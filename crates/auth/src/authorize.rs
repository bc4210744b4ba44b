//! Route authorization gate.
//!
//! - No IO beyond reading the session store
//! - No caching: every navigation re-reads the role indicator
//! - No error path: unreadable state counts as "no role"

use std::sync::Arc;

use crate::routes::LOGIN_PATH;
use crate::{Role, SessionStore};

/// Classification of the viewer for one navigation attempt.
#[derive(Debug, Clone, Copy, PartialEq, Eq)]
pub enum GateState {
    Unauthenticated,
    WrongRole(Role),
    Authorized(Role),
}

/// Terminal action of the gate.
#[derive(Debug, Clone, Copy, PartialEq, Eq)]
pub enum GateDecision {
    Render,
    RedirectLogin,
    RedirectOwnDashboard(Role),
}

impl GateState {
    pub fn evaluate(role: Option<Role>, allowed: &[Role]) -> Self {
        match role {
            None => GateState::Unauthenticated,
            Some(role) if allowed.contains(&role) => GateState::Authorized(role),
            Some(role) => GateState::WrongRole(role),
        }
    }

    pub fn decision(self) -> GateDecision {
        match self {
            GateState::Unauthenticated => GateDecision::RedirectLogin,
            GateState::WrongRole(role) => GateDecision::RedirectOwnDashboard(role),
            GateState::Authorized(_) => GateDecision::Render,
        }
    }
}

impl GateDecision {
    /// Where to navigate instead of rendering, if anywhere.
    pub fn redirect_target(self) -> Option<&'static str> {
        match self {
            GateDecision::Render => None,
            GateDecision::RedirectLogin => Some(LOGIN_PATH),
            GateDecision::RedirectOwnDashboard(role) => Some(role.dashboard_path()),
        }
    }
}

/// Gate over an injected session store.
#[derive(Clone)]
pub struct RouteGate {
    store: Arc<dyn SessionStore>,
}

impl RouteGate {
    pub fn new(store: Arc<dyn SessionStore>) -> Self {
        Self { store }
    }

    /// Classify the current viewer against `allowed`.
    pub fn state(&self, allowed: &[Role]) -> GateState {
        let role = match self.store.role() {
            Ok(role) => role,
            Err(err) => {
                tracing::warn!(error = %err, "failed to read role indicator; treating as logged out");
                None
            }
        };
        GateState::evaluate(role, allowed)
    }

    pub fn check(&self, allowed: &[Role]) -> GateDecision {
        let state = self.state(allowed);
        let decision = state.decision();
        tracing::debug!(?state, ?decision, "route gate evaluated");
        decision
    }
}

_EXERCISE DESCRIPTION_: Only lines with the string "allowed" belong in the answer; copy each of them from the listing.

_REPLY_:
    pub fn evaluate(role: Option<Role>, allowed: &[Role]) -> Self {
            Some(role) if allowed.contains(&role) => GateState::Authorized(role),
    /// Classify the current viewer against `allowed`.
    pub fn state(&self, allowed: &[Role]) -> GateState {
        GateState::evaluate(role, allowed)
    pub fn check(&self, allowed: &[Role]) -> GateDecision {
        let state = self.state(allowed);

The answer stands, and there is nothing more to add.